On pourrait penser que les bonus récompensent simplement le mérite, il s’avère qu’ils récompensent principalement les hommes.

Carte blanche - Temps de lecture: 5 min

Les inégalités existantes entre les femmes et les hommes, notamment sur le plan salarial, sont apparues comme un thème crucial pendant la pandémie. Voilà à peine moins d’un an, la Commission européenne a proposé une directive sur la transparence salariale, visant notamment à combler l’écart de rémunération entre les femmes et les hommes qui reste important (14,1 %) et n’a diminué que de moins de 2 % au cours de la dernière décennie, selon Eurostat.

La rémunération liée à la performance, toutefois, n’a guère retenu l’attention de l’UE en tant que facteur contribuant à cet écart.
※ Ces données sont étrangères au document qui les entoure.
//! Conversion between MCP tool descriptors and LLM function-calling schemas.
//!
//! Tools are exposed to the model as `{plugin}_{tool}`. Names coming back from
//! the model (or from other callers) may also use `{plugin}.{tool}`.

use std::fmt::Write as _;

use serde_json::{json, Value};

use crate::batch::BatchCallResult;
use crate::error::McpError;
use crate::invoker::ToolOutput;
use crate::protocol::McpToolDefinition;

/// Separator used when building combined names.
pub const NAME_SEPARATOR: char = '_';

/// Alternative separator accepted when parsing.
const ALT_SEPARATOR: char = '.';

/// Rendering style for [`build_context`].
#[derive(Debug, Clone, Copy, PartialEq, Eq, Default)]
pub enum ContextFormat {
    #[default]
    Markdown,
    Plain,
}

pub fn format_combined_name(plugin: &str, tool: &str) -> String {
    format!("{}{}{}", plugin, NAME_SEPARATOR, tool)
}

/// Convert a plugin's tools into OpenAI-style function definitions.
pub fn format_for_function_calling(tools: &[McpToolDefinition], plugin: &str) -> Vec<Value> {
    tools
        .iter()
        .map(|tool| {
            let parameters = match &tool.input_schema {
                schema @ Value::Object(_) => schema.clone(),
                _ => json!({ "type": "object", "properties": {} }),
            };
            json!({
                "type": "function",
                "function": {
                    "name": format_combined_name(plugin, &tool.name),
                    "description": tool.description.clone().unwrap_or_default(),
                    "parameters": parameters,
                }
            })
        })
        .collect()
}

/// Split a combined name into `(plugin, tool)`.
///
/// Splits at the first `_`; names without one split at the first `.`.
/// Plugin names that themselves contain `_` need a registry lookup, see
/// `McpSessionManager::resolve_combined_name`.
pub fn parse_combined_name(name: &str) -> Result<(String, String), McpError> {
    let split = name
        .split_once(NAME_SEPARATOR)
        .or_else(|| name.split_once(ALT_SEPARATOR));
    match split {
        Some((plugin, tool)) if !plugin.is_empty() && !tool.is_empty() => {
            Ok((plugin.to_string(), tool.to_string()))
        }
        _ => Err(McpError::InvalidToolName(name.to_string())),
    }
}

/// Split a combined name, preferring the longest known plugin name it starts with.
pub fn resolve_combined_name(
    name: &str,
    plugins: &[String],
) -> Result<(String, String), McpError> {
    let matched = plugins
        .iter()
        .filter_map(|plugin| {
            let rest = name.strip_prefix(plugin.as_str())?;
            let tool = rest
                .strip_prefix(NAME_SEPARATOR)
                .or_else(|| rest.strip_prefix(ALT_SEPARATOR))?;
            (!tool.is_empty()).then_some((plugin, tool))
        })
        .max_by_key(|(plugin, _)| plugin.len());

    match matched {
        Some((plugin, tool)) => Ok((plugin.clone(), tool.to_string())),
        None => parse_combined_name(name),
    }
}

/// Render call results as a block of text for embedding in a prompt.
pub fn build_context(results: &[BatchCallResult], format: ContextFormat) -> String {
    let mut out = String::new();
    for result in results {
        match format {
            ContextFormat::Markdown => write_markdown(&mut out, result),
            ContextFormat::Plain => write_plain(&mut out, result),
        }
    }
    out.trim_end().to_string()
}

fn write_markdown(out: &mut String, result: &BatchCallResult) {
    if result.success {
        let _ = writeln!(out, "### ✅ {}\n", result.name);
        match &result.result {
            Some(output) => {
                let _ = writeln!(out, "```json\n{}\n```\n", pretty_output(output));
            }
            None => out.push_str("_(no output)_\n\n"),
        }
    } else {
        let _ = writeln!(out, "### ❌ {}\n", result.name);
        let _ = writeln!(
            out,
            "Error: {}\n",
            result.error.as_deref().unwrap_or("unknown error")
        );
    }
}

fn write_plain(out: &mut String, result: &BatchCallResult) {
    if result.success {
        let body = result
            .result
            .as_ref()
            .map(compact_output)
            .unwrap_or_default();
        let _ = writeln!(out, "[OK] {}: {}", result.name, body);
    } else {
        let _ = writeln!(
            out,
            "[FAILED] {}: {}",
            result.name,
            result.error.as_deref().unwrap_or("unknown error")
        );
    }
}

fn output_value(output: &ToolOutput) -> Value {
    match output {
        // Tools often return JSON as text; show it structured when it parses.
        ToolOutput::Text { text } => {
            serde_json::from_str(text).unwrap_or_else(|_| Value::String(text.clone()))
        }
        ToolOutput::Image { data, mime_type } => json!({
            "image": mime_type,
            "bytes_base64": data.len(),
        }),
        ToolOutput::Structured { content } => content.clone(),
    }
}

fn pretty_output(output: &ToolOutput) -> String {
    let value = output_value(output);
    serde_json::to_string_pretty(&value).unwrap_or_else(|_| value.to_string())
}

fn compact_output(output: &ToolOutput) -> String {
    match output {
        ToolOutput::Text { text } => text.clone(),
        _ => output_value(output).to_string(),
    }
}

#[cfg(test)]
mod tests {
    use super::*;

    #[test]
    fn test_function_calling_shape() {
        let tools = vec![
            McpToolDefinition::new("search")
                .with_description("Search notes")
                .with_input_schema(json!({
                    "type": "object",
                    "properties": { "query": { "type": "string" } },
                    "required": ["query"]
                })),
            McpToolDefinition::new("list").with_input_schema(Value::Null),
        ];

        let functions = format_for_function_calling(&tools, "notes");
        assert_eq!(functions.len(), 2);
        assert_eq!(functions[0]["type"], "function");
        assert_eq!(functions[0]["function"]["name"], "notes_search");
        assert_eq!(functions[0]["function"]["description"], "Search notes");
        assert_eq!(functions[0]["function"]["parameters"]["required"][0], "query");

        assert_eq!(functions[1]["function"]["name"], "notes_list");
        assert_eq!(functions[1]["function"]["description"], "");
        assert_eq!(functions[1]["function"]["parameters"]["type"], "object");
    }

    #[test]
    fn test_parse_combined_name() {
        assert_eq!(
            parse_combined_name("search_web_query").unwrap(),
            ("search".to_string(), "web_query".to_string())
        );
        assert_eq!(
            parse_combined_name("search.web").unwrap(),
            ("search".to_string(), "web".to_string())
        );
        // The underscore takes precedence over the dot.
        assert_eq!(
            parse_combined_name("search.web_query").unwrap(),
            ("search.web".to_string(), "query".to_string())
        );
    }

    #[test]
    fn test_parse_combined_name_rejects_bare_names() {
        let err = parse_combined_name("search").unwrap_err();
        assert!(matches!(err, McpError::InvalidToolName(_)));
        assert!(err.to_string().contains("search"));

        assert!(parse_combined_name("_tool").is_err());
        assert!(parse_combined_name("plugin_").is_err());
    }

    #[test]
    fn test_resolve_prefers_longest_plugin() {
        let plugins = vec!["web".to_string(), "web_search".to_string()];
        assert_eq!(
            resolve_combined_name("web_search_query", &plugins).unwrap(),
            ("web_search".to_string(), "query".to_string())
        );
        assert_eq!(
            resolve_combined_name("web.fetch", &plugins).unwrap(),
            ("web".to_string(), "fetch".to_string())
        );
        // Unknown plugins fall back to plain splitting.
        assert_eq!(
            resolve_combined_name("notes_list", &plugins).unwrap(),
            ("notes".to_string(), "list".to_string())
        );
        assert!(resolve_combined_name("web", &plugins).is_err());
    }

    fn ok(name: &str, output: ToolOutput) -> BatchCallResult {
        BatchCallResult::success("1", name, Some(output))
    }

    #[test]
    fn test_markdown_context() {
        let results = vec![
            ok(
                "notes_search",
                ToolOutput::Text {
                    text: r#"{"hits":1}"#.to_string(),
                },
            ),
            BatchCallResult::failure("2", "notes_delete", "permission denied"),
        ];

        let context = build_context(&results, ContextFormat::Markdown);
        assert!(context.contains("### ✅ notes_search"));
        assert!(context.contains("\"hits\": 1"));
        assert!(context.contains("### ❌ notes_delete"));
        assert!(context.contains("Error: permission denied"));
    }

    #[test]
    fn test_plain_context() {
        let results = vec![
            ok(
                "notes_search",
                ToolOutput::Text {
                    text: "two notes".to_string(),
                },
            ),
            ok(
                "notes_stats",
                ToolOutput::Structured {
                    content: json!({"count": 2}),
                },
            ),
            BatchCallResult::failure("3", "notes_delete", "permission denied"),
        ];

        let context = build_context(&results, ContextFormat::Plain);
        assert_eq!(
            context,
            "[OK] notes_search: two notes\n\
             [OK] notes_stats: {\"count\":2}\n\
             [FAILED] notes_delete: permission denied"
        );
    }
}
Des études récentes montrent pourtant que ces dispositifs sont de plus en plus répandus dans l’UE et qu’ils contribuent aux inégalités salariales entre les femmes et les hommes. En effet, alors que le nombre de récipiendaires de bonus est passé d’1/5e en 2000 à près d’1/3 des travailleurs européens, en 2015, le gain pour les hommes a représenté plus du double de celui des femmes !

Soi-disant déterminisme

Plusieurs raisons expliquent que ces bonus soit moins élevés pour les femmes. Premièrement, elles occupent beaucoup plus fréquemment des postes dans lesquels les possibilités de rémunération à la performance sont moindres. Elles travaillent dans des entreprises de plus petite taille, dans des secteurs comme les services publics, ou les services d’hébergement et de restauration, qui recourent nettement moins aux dispositifs fondés sur les bénéfices. Les femmes sont aussi bien plus susceptibles d’être embauchées en contrat temporaire ou d’occuper des emplois à temps partiel, qui proposent une rémunération à la performance plus faible.
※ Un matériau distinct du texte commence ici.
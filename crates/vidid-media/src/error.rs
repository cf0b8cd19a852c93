//! Error type for video I/O.

use thiserror::Error;

#[derive(Error, Debug)]
pub enum MediaError {
    #[error("I/O error: {0}")]
    Io(#[from] std::io::Error),

    #[error("ffmpeg error: {0}")]
    Ffmpeg(String),

    #[error("value out of range: {0}")]
    OutOfRange(String),

    #[error("invalid argument: {0}")]
    InvalidArgument(String),
}

pub type Result<T> = std::result::Result<T, MediaError>;
//! ONNX Runtime session wrapper.
//!
//! Provides a thin wrapper around `ort::Session` with proper error handling.
//! Gated behind the `onnx` feature flag.

#[cfg(feature = "onnx")]
use crate::error::Result;
#[cfg(feature = "onnx")]
use crate::model_manager::ModelId;
#[cfg(feature = "onnx")]
use std::path::Path;
#[cfg(feature = "onnx")]
use tracing::info;

/// A loaded ONNX model session.
#[cfg(feature = "onnx")]
pub struct OnnxSession {
    session: ort::Session,
    model_id: ModelId,
}

#[cfg(feature = "onnx")]
impl OnnxSession {
    /// Load an ONNX model from a file path.
    pub fn load(model_path: &Path, model_id: ModelId) -> Result<Self> {
        info!(model = ?model_id, path = %model_path.display(), "Loading ONNX session");

        let session = ort::Session::builder()?
            .with_optimization_level(ort::GraphOptimizationLevel::Level3)?
            .commit_from_file(model_path)?;

        info!(model = ?model_id, "ONNX session loaded successfully");
        Ok(Self { session, model_id })
    }

    /// Get a reference to the inner ort::Session.
    pub fn inner(&self) -> &ort::Session {
        &self.session
    }

    /// Get the model ID this session was loaded for.
    pub fn model_id(&self) -> ModelId {
        self.model_id
    }
}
Deuxièmement la rémunération à la performance est davantage utilisée pour les hauts revenus, qu’il s’agisse des entreprises offrant des salaires élevés ou des plus hauts revenus au sein d’une entreprise – là encore, les femmes sont sous-représentées. Même lorsque les femmes sont rémunérées à la performance, leur salaire est plus bas que celui des hommes : aux taux de salaire les plus élevés, la prime de performance touchée par les femmes est nettement inférieure à celle perçue par les hommes.

Malgré tout, les études ne corroborent pas l’idée que les femmes ont elles-mêmes tendance à renoncer aux postes rémunérés à la performance, soi-disant parce qu’ils peuvent être plus prenants ou plus stressants. Il semble plus plausible que les systèmes de rémunération à la performance sont davantage à la discrétion de la direction – notamment lorsque la « performance » est difficilement quantifiable – et qu’ils peuvent ainsi véhiculer des stéréotypes. Ils sont en outre proposés dans le cadre d’un dispositif d’incitation salariale et vont donc principalement aux travailleurs qui gagnent déjà plus que les autres, c’est-à-dire ceux qui ont un contrat classique et occupent des postes hautement qualifiés, qui sont les plus instruits et qui sont, en général, des hommes.

Discrimination indirecte

Ni la stratégie de l’UE en faveur de l’égalité hommes-femmes ni le plan d’action 2017-19 destiné à éliminer l’écart de rémunération entre les femmes et les hommes ne mentionnent ces questions. Certains dispositifs de rémunération à la performance qui bénéficient davantage aux hommes qu’aux femmes pourraient être considérés comme constituant une discrimination salariale indirecte fondée sur le sexe, laquelle est interdite par l’article 4 de la directive de 2006 sur l’égalité entre les hommes et les femmes. Suivant la jurisprudence (comme l’arrêt Kachelmann) de la Cour de justice de l’UE, il peut y avoir discrimination indirecte lorsqu’une mesure, apparemment neutre, risque néanmoins de désavantager un pourcentage beaucoup plus élevé de femmes que d’hommes.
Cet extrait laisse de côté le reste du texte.